Published: 22 November 2022
A group of St George’s researchers has begun to uncover the genetic basis of an often-overlooked condition affecting an unknown number of women around the world.
Lipoedema could affect up to 10% of women but so little is known about the condition that the number of people who live with it hasn’t been determined, and there are no curative treatments.
People with lipoedema – who are usually women – have abnormal amounts of fat tissue deposited under the skin, usually in the legs, causing pain, tenderness and easily-bruised skin. They tend to have a disproportionate body shape, with a much larger lower body than torso, and are reported to have a poorer quality of life than average.
People find it hard to get a diagnosis, and are often misdiagnosed with other conditions such as fibromyalgia, which causes widespread pain throughout the body, or lymphoedema, which is the swelling of body tissues, usually the limbs, due to problems with the lymphatic system.
No one knows how many people the disease affects, with estimates ranging from 10-11% to 1 in 72,000.
“Lipoedema is really poorly understood,” says Dr Kristiana Gordon, Consultant in Dermatology and Lympho-vascular Medicine at St George's Hospital. “There is often a family history of the disease, and we think it is caused by a complex mix of genetics and the environment rather than the simple presence of a defect in a single gene. With funding from the Lipedema Foundation, an American charity, we’ve been able to start the process of unravelling the genetics underlying the disease.”
The study, which was published in PLOS ONE, recruited 200 women with lipoedema through two specialist clinics, one at St George’s University Hospital NHS Trust and one at the University Hospitals of Derby and Burton NHS Trust. The recruitment was advertised widely through the Lipoedema UK patient support group.

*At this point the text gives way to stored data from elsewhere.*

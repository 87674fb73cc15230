//! Data service: the guarded upstream fetch with its fallback.

use std::sync::Arc;

use crate::resilience::{CircuitBreaker, ResilienceError};
use crate::upstream::{UpstreamClient, UpstreamError};

/// Fetches data from the upstream through the shared breaker.
#[derive(Debug, Clone)]
pub struct DataService {
    client: UpstreamClient,
    breaker: Arc<CircuitBreaker>,
    fallback_value: String,
}

impl DataService {
    pub fn new(client: UpstreamClient, breaker: Arc<CircuitBreaker>, fallback_value: String) -> Self {
        Self {
            client,
            breaker,
            fallback_value,
        }
    }

    pub fn breaker(&self) -> &Arc<CircuitBreaker> {
        &self.breaker
    }

    /// Upstream body, or the fallback value when the breaker says no.
    ///
    /// The guarded call runs on its own task: once admitted it finishes its
    /// retry sequence and reports to the breaker even if the caller goes away.
    pub async fn fetch_data(&self) -> String {
        let service = self.clone();
        match tokio::spawn(async move { service.guarded_fetch().await }).await {
            Ok(body) => body,
            Err(e) if e.is_panic() => std::panic::resume_unwind(e.into_panic()),
            Err(e) => {
                tracing::error!(error = %e, "Guarded fetch task cancelled");
                self.fallback_value.clone()
            }
        }
    }

    async fn guarded_fetch(&self) -> String {
        let client = &self.client;
        self.breaker
            .call(
                || async move {
                    tracing::info!(url = %client.url(), "Making request to upstream");
                    client.fetch().await
                },
                |cause| self.fallback(cause),
            )
            .await
    }

    fn fallback(&self, cause: ResilienceError<UpstreamError>) -> String {
        if cause.is_rejection() {
            tracing::debug!(breaker = %self.breaker.name(), "Circuit open, serving fallback value");
        } else {
            tracing::warn!(
                breaker = %self.breaker.name(),
                reason = cause.reason(),
                error = %cause,
                "Serving fallback value"
            );
        }
        self.fallback_value.clone()
    }
}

All participants were asked to complete a quality-of life-survey. Participants with underwent genotyping, a technique which identifies differences between different people’s DNA. The lipoedema patients’ DNA was compared with women without lipoedema in order to identify any genetic changes specific to people with lipoedema.
Twenty-six genetic changes identified in the women with lipoedema were then validated by analysing the DNA of another set of women with lipoedema available through the Genomics England 100,000 Genomes Project . Using these techniques and further study, the team were able to pinpoint three places in the genome which appear to be associated with lipoedema. These areas are all on the same chromosome and close to a gene that is associated with lipomas, which are benign fatty tumours.
“This was a small study which needs to be replicated with a larger group of people, and we’re a long way from being able to use this information to help patients,” says Prof Ostergaard, Professor of Human Genetics at the St George’s Molecular & Clinical Sciences Research Institute. “But this is the first step to finding out what causes this disease. The more we know about it, the more we can use that knowledge to help diagnosis of this condition, as well as identifying potential treatments in the future.”